## ABOUT THIS EXERCISE
Could you show all lines in the entries below that contain the string "impl"?

Records excerpted from a collection:
use axum::{http::StatusCode, response::IntoResponse, Json};
use serde::{Deserialize, Serialize};

#[derive(Serialize, Deserialize)]
pub struct JsonResponse {
    pub status: String,
    pub success: bool,
    pub message: String,
}

impl JsonResponse {
    pub fn success(msg: &str) -> impl IntoResponse {
        (
            StatusCode::OK,
            Json(JsonResponse {
                status: "success".to_string(),
                success: true,
                message: msg.to_string(),
            }),
        )
    }

    pub fn bad_request(msg: &str) -> impl IntoResponse {
        (
            StatusCode::BAD_REQUEST,
            Json(JsonResponse {
                status: "error".to_string(),
                success: false,
                message: msg.to_string(),
            }),
        )
    }

    pub fn not_found(msg: &str) -> impl IntoResponse {
        (
            StatusCode::NOT_FOUND,
            Json(JsonResponse {
                status: "error".to_string(),
                success: false,
                message: msg.to_string(),
            }),
        )
    }

    pub fn conflict(msg: &str) -> impl IntoResponse {
        (
            StatusCode::CONFLICT,
            Json(JsonResponse {
                status: "error".to_string(),
                success: false,
                message: msg.to_string(),
            }),
        )
    }

    pub fn server_error(msg: &str) -> impl IntoResponse {
        (
            StatusCode::INTERNAL_SERVER_ERROR,
            Json(JsonResponse {
                status: "error".to_string(),
                success: false,
                message: msg.to_string(),
            }),
        )
    }
}
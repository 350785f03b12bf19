//! Parsing for the three grammars of §4.1, tried in order:
//!   1. Elapsed  `P?(d(T|_|-|space))?(HH:MM(:SS(.fff)?)?)?`
//!   2. Seconds  `d+.d+`
//!   3. Duration `PnDTnHnMnS.f`
//!
//! A lone integer with no separator is milliseconds; the same integer
//! behind a leading `P` is days. `spec.md` §9 flags this as an asymmetry
//! to confirm rather than silently "fix"; DESIGN.md records the decision
//! to keep it exactly as specified.

use crate::error::{Error, Result};
use crate::temporal::elapsed::ElapsedTime;
use crate::temporal::timestamp::{Timestamp, UNITS_PER_SECOND};

const UNITS_PER_DAY: i64 = UNITS_PER_SECOND * 86_400;
const UNITS_PER_HOUR: i64 = UNITS_PER_SECOND * 3_600;
const UNITS_PER_MINUTE: i64 = UNITS_PER_SECOND * 60;

fn invalid(input: &str, reason: &'static str) -> Error {
    Error::InvalidTimeFormat { input: input.to_string(), reason }
}

/// Parses a fractional-seconds suffix (e.g. the `.fff` in `12.500`) into
/// 100ns units, independent of how many digits follow the dot.
fn frac_to_units(frac_digits: &str) -> Option<i64> {
    let mut digits: String = frac_digits.chars().filter(|c| c.is_ascii_digit()).collect();
    if digits.len() > 7 {
        digits.truncate(7);
    }
    while digits.len() < 7 {
        digits.push('0');
    }
    digits.parse().ok()
}

fn parse_hms(rest: &str) -> Option<i64> {
    let parts: Vec<&str> = rest.split(':').collect();
    if parts.len() < 2 || parts.len() > 3 {
        return None;
    }
    let hh: i64 = parts[0].parse().ok()?;
    let mm: i64 = parts[1].parse().ok()?;
    let mut sec_units = 0i64;
    if parts.len() == 3 {
        let sec_part = parts[2];
        if let Some(dot) = sec_part.find('.') {
            let ss: i64 = sec_part[..dot].parse().ok()?;
            sec_units = ss * UNITS_PER_SECOND + frac_to_units(&sec_part[dot + 1..])?;
        } else {
            let ss: i64 = sec_part.parse().ok()?;
            sec_units = ss * UNITS_PER_SECOND;
        }
    }
    Some(hh * UNITS_PER_HOUR + mm * UNITS_PER_MINUTE + sec_units)
}

/// Grammar 1: elapsed. Returns `None` if the string does not match.
fn try_grammar_elapsed(s: &str) -> Option<i64> {
    let had_p = s.starts_with('P') || s.starts_with('p');
    let rest0 = if had_p { &s[1..] } else { s };

    if !had_p && !rest0.is_empty() && rest0.chars().all(|c| c.is_ascii_digit()) {
        // Lone integer, no separator, no `P`: milliseconds (§9 asymmetry).
        let ms: i64 = rest0.parse().ok()?;
        return Some(ms * (UNITS_PER_SECOND / 1_000));
    }

    let mut days = 0i64;
    let mut rest = rest0;
    if let Some(idx) = rest.find(|c: char| matches!(c, 'T' | 't' | '_' | '-' | ' ')) {
        let (day_part, remainder) = rest.split_at(idx);
        if !day_part.is_empty() {
            if !day_part.chars().all(|c| c.is_ascii_digit()) {
                return None;
            }
            days = day_part.parse().ok()?;
        }
        rest = &remainder[1..];
    } else if had_p {
        if rest.is_empty() {
            return None;
        }
        if !rest.chars().all(|c| c.is_ascii_digit()) {
            return None;
        }
        // `P` followed by a bare integer with no time part: days (§9 asymmetry).
        days = rest.parse().ok()?;
        rest = "";
    } else if rest.is_empty() {
        return None;
    }

    let time_units = if rest.is_empty() { 0 } else { parse_hms(rest)? };
    Some(days * UNITS_PER_DAY + time_units)
}

/// Grammar 2: plain fractional seconds, e.g. `12.5`.
fn try_grammar_seconds(s: &str) -> Option<i64> {
    if s.is_empty() || !s.contains('.') {
        return None;
    }
    if !s.chars().all(|c| c.is_ascii_digit() || c == '.') {
        return None;
    }
    let value: f64 = s.parse().ok()?;
    Some((value * UNITS_PER_SECOND as f64).round() as i64)
}

/// Grammar 3: ISO-8601-like duration, e.g. `P3DT4H5M6.5S`.
fn try_grammar_duration(s: &str) -> Option<i64> {
    let rest = s.strip_prefix(['P', 'p'])?;
    let (date_part, time_part) = match rest.find(['T', 't']) {
        Some(idx) => (&rest[..idx], Some(&rest[idx + 1..])),
        None => (rest, None),
    };

    let mut days = 0i64;
    if !date_part.is_empty() {
        let digits = date_part.strip_suffix(['D', 'd'])?;
        days = digits.parse().ok()?;
    }

    let mut units = 0i64;
    if let Some(mut tp) = time_part {
        if let Some(idx) = tp.find(['H', 'h']) {
            units += tp[..idx].parse::<i64>().ok()? * UNITS_PER_HOUR;
            tp = &tp[idx + 1..];
        }
        if let Some(idx) = tp.find(['M', 'm']) {
            units += tp[..idx].parse::<i64>().ok()? * UNITS_PER_MINUTE;
            tp = &tp[idx + 1..];
        }
        if let Some(idx) = tp.find(['S', 's']) {
            let sec_part = &tp[..idx];
            if let Some(dot) = sec_part.find('.') {
                let ss: i64 = sec_part[..dot].parse().ok()?;
                units += ss * UNITS_PER_SECOND + frac_to_units(&sec_part[dot + 1..])?;
            } else if !sec_part.is_empty() {
                units += sec_part.parse::<i64>().ok()? * UNITS_PER_SECOND;
            }
        }
    }

    Some(days * UNITS_PER_DAY + units)
}

pub(crate) fn parse_elapsed(input: &str) -> Result<ElapsedTime> {
    let s = input.trim();
    if let Some(raw) = try_grammar_elapsed(s) {
        return Ok(ElapsedTime::from_raw(raw));
    }
    if let Some(raw) = try_grammar_seconds(s) {
        return Ok(ElapsedTime::from_raw(raw));
    }
    if let Some(raw) = try_grammar_duration(s) {
        return Ok(ElapsedTime::from_raw(raw));
    }
    Err(invalid(input, "matched none of the elapsed/seconds/duration grammars"))
}

pub(crate) fn parse_timestamp(input: &str) -> Result<Timestamp> {
    let s = input.trim();
    if let Ok(dt) = chrono::DateTime::parse_from_rfc3339(s) {
        return Ok(Timestamp::from_chrono(dt.with_timezone(&chrono::Utc)));
    }
    if let Ok(naive) = chrono::NaiveDateTime::parse_from_str(s, "%Y-%m-%dT%H:%M:%S%.f") {
        return Ok(Timestamp::from_chrono(naive.and_utc()));
    }
    if let Ok(naive) = chrono::NaiveDate::parse_from_str(s, "%Y-%m-%d") {
        return Ok(Timestamp::from_chrono(naive.and_hms_opt(0, 0, 0).unwrap().and_utc()));
    }
    // Not a calendar string: fall back to the elapsed grammars, treating the
    // parsed value as a raw 100ns count since the epoch.
    let elapsed = parse_elapsed(s)?;
    Ok(Timestamp::from_raw(elapsed.raw()))
}

#[cfg(test)]
mod tests {
    use super::*;

    #[test]
    fn lone_integer_is_milliseconds() {
        let e = parse_elapsed("1500").unwrap();
        assert_eq!(e, ElapsedTime::from_millis(1500));
    }

    #[test]
    fn p_prefixed_integer_is_days() {
        let e = parse_elapsed("P3").unwrap();
        assert_eq!(e.raw(), 3 * UNITS_PER_DAY);
    }

    #[test]
    fn hh_mm_ss_fff() {
        let e = parse_elapsed("01:02:03.500").unwrap();
        let expected = UNITS_PER_SECOND * 3600 + UNITS_PER_SECOND * 2 * 60 + UNITS_PER_SECOND * 3
            + UNITS_PER_SECOND / 2;
        assert_eq!(e.raw(), expected);
    }

    #[test]
    fn days_with_separator_and_time() {
        let a = parse_elapsed("P2T01:00:00").unwrap();
        let b = parse_elapsed("2_01:00:00").unwrap();
        assert_eq!(a, b);
    }

    #[test]
    fn seconds_grammar() {
        let e = parse_elapsed("2.5").unwrap();
        assert_eq!(e.raw(), (2.5 * UNITS_PER_SECOND as f64) as i64);
    }

    #[test]
    fn duration_grammar() {
        let e = parse_elapsed("P1DT2H3M4.5S").unwrap();
        let expected =
            UNITS_PER_DAY + 2 * UNITS_PER_HOUR + 3 * UNITS_PER_MINUTE + 4 * UNITS_PER_SECOND + UNITS_PER_SECOND / 2;
        assert_eq!(e.raw(), expected);
    }

    #[test]
    fn garbage_is_rejected() {
        assert!(parse_elapsed("not-a-duration").is_err());
    }

    #[test]
    fn iso8601_timestamp_roundtrips_through_rfc3339() {
        let t = Timestamp::parse("2024-01-01T00:00:00Z").unwrap();
        assert_eq!(t.to_chrono().to_rfc3339(), "2024-01-01T00:00:00+00:00");
    }
}
use chrono_tz::Tz;

use crate::temporal::elapsed::ElapsedTime;
use crate::temporal::timestamp::{Timestamp, UNITS_PER_SECOND};

const UNITS_PER_DAY: i64 = UNITS_PER_SECOND * 86_400;
const UNITS_PER_HOUR: i64 = UNITS_PER_SECOND * 3_600;
const UNITS_PER_MINUTE: i64 = UNITS_PER_SECOND * 60;

/// Canonical `PnDTHH:MM:SS.fffffff` rendering (§4.1).
pub(crate) fn format_elapsed(e: ElapsedTime) -> String {
    if e.is_infinity() {
        return "INFINITY".to_string();
    }
    if e.is_invalid() {
        return "INVALID".to_string();
    }
    if e.is_empty() {
        return "PT00:00:00".to_string();
    }
    let raw = e.raw();
    let days = raw / UNITS_PER_DAY;
    let rem = raw % UNITS_PER_DAY;
    let hh = rem / UNITS_PER_HOUR;
    let mm = (rem % UNITS_PER_HOUR) / UNITS_PER_MINUTE;
    let ss = (rem % UNITS_PER_MINUTE) / UNITS_PER_SECOND;
    let frac = rem % UNITS_PER_SECOND;

    let mut out = String::new();
    if days != 0 {
        out.push_str(&format!("P{}D", days));
    } else {
        out.push('P');
    }
    out.push('T');
    out.push_str(&format!("{:02}:{:02}:{:02}", hh, mm, ss));
    if frac != 0 {
        out.push_str(&format!(".{:07}", frac));
    }
    out
}

/// ISO-8601 rendering in `zone`.
pub(crate) fn format_timestamp(t: Timestamp, zone: Tz) -> String {
    use chrono::TimeZone;
    let local = zone.from_utc_datetime(&t.to_chrono().naive_utc());
    local.to_rfc3339_opts(chrono::SecondsFormat::Nanos, true)
}

#[cfg(test)]
mod tests {
    use super::*;

    #[test]
    fn elapsed_formats_canonically() {
        assert_eq!(format_elapsed(ElapsedTime::EMPTY), "PT00:00:00");
        assert_eq!(
            format_elapsed(ElapsedTime::from_raw(UNITS_PER_DAY + UNITS_PER_HOUR)),
            "P1DT01:00:00"
        );
    }

    #[test]
    fn elapsed_formats_sentinels() {
        assert_eq!(format_elapsed(ElapsedTime::INFINITY), "INFINITY");
        assert_eq!(format_elapsed(ElapsedTime::INVALID), "INVALID");
    }
}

## OUTPUT FOR THIS EXERCISE
impl JsonResponse {
    pub fn success(msg: &str) -> impl IntoResponse {
    pub fn bad_request(msg: &str) -> impl IntoResponse {
    pub fn not_found(msg: &str) -> impl IntoResponse {
    pub fn conflict(msg: &str) -> impl IntoResponse {
    pub fn server_error(msg: &str) -> impl IntoResponse {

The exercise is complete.